_WHAT THIS TASK INVOLVES_. Keep only the lines from the start of the data through the line containing "use crate::common::utils::addresses;", and output them exactly.

Collection entries
********

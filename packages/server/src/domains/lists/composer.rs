//! Outbound message composition: subject tagging and conversation threading.
//!
//! Mail clients group messages by the References / In-Reply-To chain. A
//! forwarded copy chains onto the original Message-ID when there is one;
//! otherwise (and for every broadcast) a deterministic synthetic id derived
//! from the list and the normalized subject keeps same-subject messages in
//! one visual thread.

use sha2::{Digest, Sha256};

use crate::common::utils::addresses;
use crate::config::ListAddressConfig;
use crate::domains::lists::messages::{InboundEmail, OutboundEmail};
use crate::domains::lists::models::list::List;
use crate::domains::lists::models::user::User;

/// Prefix a subject with the bracketed list tag.
pub fn add_list_prefix(subject: &str, list_name: &str) -> String {
    format!("[{}] {}", list_name, subject)
}

/// Remove a leading "[list]" tag, preserving a "Re:" reply marker.
///
/// "Re: [team] Plans" → "Re: Plans", "[team] Plans" → "Plans"; a subject
/// without the tag comes back unchanged. Together with add_list_prefix this
/// makes tagging idempotent under repeated forwarding.
pub fn strip_list_prefix(subject: &str, list_name: &str) -> String {
    let tag = format!("[{}]", list_name);

    let (had_re, rest) = match split_reply_marker(subject) {
        Some(rest) => (true, rest),
        None => (false, subject),
    };

    let tagged = rest
        .get(..tag.len())
        .is_some_and(|head| head.eq_ignore_ascii_case(&tag));
    if !tagged {
        return subject.to_string();
    }

    let remainder = rest[tag.len()..].trim_start();
    if had_re {
        format!("Re: {}", remainder)
    } else {
        remainder.to_string()
    }
}

/// Split off a leading "Re:" (any case) and the whitespace after it.
fn split_reply_marker(subject: &str) -> Option<&str> {
    let head = subject.get(..3)?;
    if head.eq_ignore_ascii_case("re:") {
        Some(subject[3..].trim_start())
    } else {
        None
    }
}

/// Deterministic thread id for messages that cannot chain onto an existing
/// Message-ID.
///
/// Same list + same normalized subject always yields the same id, which is
/// what folds repeated broadcasts (and forwards of id-less messages) under
/// one subject into a single conversation.
pub fn thread_id(subject: &str, list: &List, cfg: &ListAddressConfig) -> String {
    let normalized = split_reply_marker(subject)
        .unwrap_or(subject)
        .trim()
        .to_lowercase();

    let mut hasher = Sha256::new();
    hasher.update(format!("{}-{}", list.name, normalized).as_bytes());
    let digest = format!("{:x}", hasher.finalize());

    let address = list.email_address(cfg);
    let domain = addresses::domain_part(&address).unwrap_or_else(|| cfg.fqdn());

    format!("<thread-{}@{}>", &digest[..17], domain)
}

/// Build the copy of an inbound message relayed to one member.
pub fn forward_email(
    member: &User,
    original: &InboundEmail,
    list: &List,
    cfg: &ListAddressConfig,
) -> OutboundEmail {
    let list_address = list.email_address(cfg);
    let clean_subject = strip_list_prefix(&original.subject, &list.name);
    let subject = add_list_prefix(&clean_subject, &list.name);

    let (in_reply_to, references) = match &original.message_id {
        Some(message_id) => {
            let references = match &original.references {
                Some(existing) if !existing.trim().is_empty() => {
                    format!("{} {}", existing, message_id)
                }
                _ => message_id.clone(),
            };
            (Some(message_id.clone()), references)
        }
        // No Message-ID to chain onto: open a deterministic thread so later
        // same-subject traffic lands in the same conversation.
        None => (None, thread_id(&clean_subject, list, cfg)),
    };

    let sender = original.from.first().cloned().unwrap_or_default();

    OutboundEmail {
        to: member.email.clone(),
        from: list_address.clone(),
        reply_to: list_address.clone(),
        subject,
        in_reply_to,
        references: Some(references),
        text_body: forward_text_body(
            &sender,
            &original.subject,
            original.content.text_part(),
            list,
            &list_address,
        ),
        html_body: forward_html_body(
            &sender,
            &original.subject,
            original.content.html_part(),
            list,
            &list_address,
        ),
    }
}

/// Build a broadcast (list-authored) message for one member.
///
/// Broadcast subjects arrive untagged, so there is nothing to strip; the
/// synthetic References id is always present so repeated broadcasts under
/// one subject thread together.
pub fn broadcast_email(
    member: &User,
    list: &List,
    subject: &str,
    text_body: &str,
    html_body: &str,
    sender_display_name: &str,
    cfg: &ListAddressConfig,
) -> OutboundEmail {
    let list_address = list.email_address(cfg);

    OutboundEmail {
        to: member.email.clone(),
        from: format!("{} <{}>", sender_display_name, list_address),
        reply_to: list_address,
        subject: add_list_prefix(subject, &list.name),
        in_reply_to: None,
        references: Some(thread_id(subject, list, cfg)),
        text_body: text_body.to_string(),
        html_body: html_body.to_string(),
    }
}

fn forward_text_body(
    sender: &str,
    subject: &str,
    text: &str,
    list: &List,
    list_address: &str,
) -> String {
    format!(
        "From: {}\nSubject: {}\n\n{}\n\n-- \nYou received this because you are a member of the {} list.\nReply to the list: {}\n",
        sender, subject, text, list.name, list_address
    )
}

fn forward_html_body(
    sender: &str,
    subject: &str,
    html: &str,
    list: &List,
    list_address: &str,
) -> String {
    format!(
        "<div>\n<p><strong>From:</strong> {}<br/><strong>Subject:</strong> {}</p>\n<div>{}</div>\n<hr/>\n<p>You received this because you are a member of the <em>{}</em> list.<br/>Reply to the list: <a href=\"mailto:{}\">{}</a></p>\n</div>\n",
        sender, subject, html, list.name, list_address, list_address
    )
}
//! Server dependencies for domain activities (using traits for testability)
//!
//! This module provides the central dependency container used by all domain
//! activities. External services use trait abstractions to enable testing.

use anyhow::Result;
use async_trait::async_trait;
use mailgun::MailgunService;
use sqlx::PgPool;
use std::sync::Arc;

use crate::config::ListAddressConfig;
use crate::kernel::{BaseListProvider, BaseMailer, ListFieldUpdate};

// =============================================================================
// MailgunService Adapter (implements BaseListProvider trait)
// =============================================================================

/// Wrapper around MailgunService that implements BaseListProvider
pub struct MailgunAdapter(pub Arc<MailgunService>);

impl MailgunAdapter {
    pub fn new(service: Arc<MailgunService>) -> Self {
        Self(service)
    }
}

#[async_trait]
impl BaseListProvider for MailgunAdapter {
    async fn create_list(&self, name: &str, description: &str) -> Result<String> {
        self.0
            .create_list(name, description)
            .await
            .map_err(|e| anyhow::anyhow!("{}", e))
    }

    async fn update_list(&self, external_address: &str, fields: &ListFieldUpdate) -> Result<()> {
        self.0
            .update_list(
                external_address,
                fields.name.as_deref(),
                fields.description.as_deref(),
            )
            .await
            .map_err(|e| anyhow::anyhow!("{}", e))
    }

    async fn delete_list(&self, external_address: &str) -> Result<()> {
        self.0
            .delete_list(external_address)
            .await
            .map_err(|e| anyhow::anyhow!("{}", e))
    }

    async fn add_member(
        &self,
        external_address: &str,
        email: &str,
        display_name: &str,
    ) -> Result<()> {
        self.0
            .add_member(external_address, email, display_name)
            .await
            .map_err(|e| anyhow::anyhow!("{}", e))
    }

    async fn remove_member(&self, external_address: &str, email: &str) -> Result<()> {
        self.0
            .remove_member(external_address, email)
            .await
            .map_err(|e| anyhow::anyhow!("{}", e))
    }

    async fn send_message(
        &self,
        external_address: &str,
        from_name: &str,
        subject: &str,
        text: &str,
        html: &str,
    ) -> Result<()> {
        self.0
            .send_message(external_address, from_name, subject, text, html)
            .await
            .map_err(|e| anyhow::anyhow!("{}", e))
    }
}

// =============================================================================
// ServerDeps
// =============================================================================

/// Dependencies accessible to domain activities (using traits for testability)
#[derive(Clone)]
pub struct ServerDeps {
    pub db_pool: PgPool,
    pub provider: Arc<dyn BaseListProvider>,
    pub mailer: Arc<dyn BaseMailer>,
    /// List addressing, built once at startup from Config.
    pub list_config: ListAddressConfig,
}

impl ServerDeps {
    /// Create new ServerDeps with the given dependencies
    pub fn new(
        db_pool: PgPool,
        provider: Arc<dyn BaseListProvider>,
        mailer: Arc<dyn BaseMailer>,
        list_config: ListAddressConfig,
    ) -> Self {
        Self {
            db_pool,
            provider,
            mailer,
            list_config,
        }
    }
}
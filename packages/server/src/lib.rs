// Neighborhood Lists - Relay Core
//
// This crate implements the mailing-list relay: inbound messages addressed to
// {list}@{subdomain}.{domain} are forwarded to every member except the sender,
// the local roster is kept in lock-step with the Mailgun mailing-list API, and
// outbound messages carry the reply headers that keep them threading correctly
// in mail clients.
//
// The ingestion transport (webhook verification, MIME parsing) and the SMTP
// transport are external collaborators consumed through kernel traits.

pub mod common;
pub mod config;
pub mod domains;
pub mod kernel;

pub use config::*;
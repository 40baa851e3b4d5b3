//! Email address helpers shared by routing and composition.

/// Extract the bare address from a header value.
/// Handles formats like "Name <email@domain.com>" and plain "email@domain.com".
pub fn bare_address(value: &str) -> String {
    if let Some(start) = value.find('<') {
        if let Some(end) = value.find('>') {
            return value[start + 1..end].trim().to_lowercase();
        }
    }
    value.trim().to_lowercase()
}

/// The part before '@', e.g. "announce@lists.example.org" → "announce".
pub fn local_part(address: &str) -> &str {
    address.split('@').next().unwrap_or(address)
}

/// The part after '@', lowercased.
/// e.g. "announce@Lists.Example.org" → "lists.example.org"
pub fn domain_part(address: &str) -> Option<String> {
    address.split('@').nth(1).map(|d| d.to_lowercase())
}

********

_ANSWER_.
filename packages/server/src/domains/lists/composer.rs
//! Outbound message composition: subject tagging and conversation threading.
//!
//! Mail clients group messages by the References / In-Reply-To chain. A
//! forwarded copy chains onto the original Message-ID when there is one;
//! otherwise (and for every broadcast) a deterministic synthetic id derived
//! from the list and the normalized subject keeps same-subject messages in
//! one visual thread.

use sha2::{Digest, Sha256};

use crate::common::utils::addresses;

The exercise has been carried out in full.